Observations of clinical improvement with minimal angiographic changes in patients with atherosclerosis suggest that LDL-apheresis may have beneficial effects in addition to lowering LDL-C. These effects may be due to improved blood rheology, improved coronary microcirculation, lower oxidized LDL-C levels, removal of VLDL-C and down-regulation of inflammatory processes.
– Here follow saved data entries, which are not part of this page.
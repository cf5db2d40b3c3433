pub mod aggregate;
pub mod bus;
pub mod config;
pub mod error;
pub mod handlers;
pub mod kind;
pub mod message;
pub mod splitter;
pub mod store;
pub mod text;

pub use aggregate::{Aggregator, Progress};
pub use bus::{Delivery, DeliveryTag, HttpBus, MemoryBus, MessageBus};
pub use config::{Settings, RESULTS_QUEUE, SINK_QUEUE, WORK_QUEUE};
pub use error::{AnalysisError, DecodeError, StoreError};
pub use kind::AnalysisKind;
pub use message::{
    Params, Payload, Replacement, ResultMessage, SectionId, Sentence, TaskId, TaskMessage,
    ToneTally, Verdict, WordFreq,
};
pub use store::{HttpStore, MemoryStore, TaskSequence, TextInfo, TextStore};
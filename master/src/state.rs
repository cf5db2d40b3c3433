// master/src/state.rs

use common::{MemoryBus, MemoryStore};
use std::sync::Arc;

/// Estado compartido por los handlers HTTP y el monitor de leases.
#[derive(Clone)]
pub struct AppState {
    pub bus: Arc<MemoryBus>,
    pub store: Arc<MemoryStore>,
    /// Tamaño de sección para textos subidos por HTTP.
    pub section_size: usize,
}

impl AppState {
    pub fn new(bus: MemoryBus, store: MemoryStore, section_size: usize) -> Self {
        Self {
            bus: Arc::new(bus),
            store: Arc::new(store),
            section_size,
        }
    }
}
The clinical benefits of LDL-apheresis have been demonstrated in numerous studies, including the HELP LDL-Apheresis Multicenter Study, the LDL-Apheresis Atherosclerosis Regression Study (LAARS), the German Multicenter LDL-Apheresis Trial, and the Familial Hypercholesterolemia (FH) Regression Study. LAARS demonstrated that the addition of biweekly LDL-apheresis to treatment with simvastatin improved regional myocardial perfusion, myocardial ischemia, and peripheral vascular disease. LDL-apheresis has been used to successfully treat hypercholesterolemic patients following heart transplant and patients with elevated Lp(a) levels undergoing coronary angioplasty. Data from the United States indicate that LDL-apheresis has decreased the number of clinical events in patients with coronary heart disease (CHD) by 48%. This is substantiated by a study in which the rate of coronary events in CHD patients with heterozygous (hz) FH was decreased from 72% to 10% when LDL-apheresis was added to drug therapy. Portocaval shunting has been used in some hmFH patients to obtain further reductions in LDL-C. Furthermore, LDL-apheresis may provide an alternative to liver transplantation in individuals with hmFH.

The author concludes that incorporating LDL-apheresis into treatment is beneficial in patients with refractory hypercholesterolemia and CHD.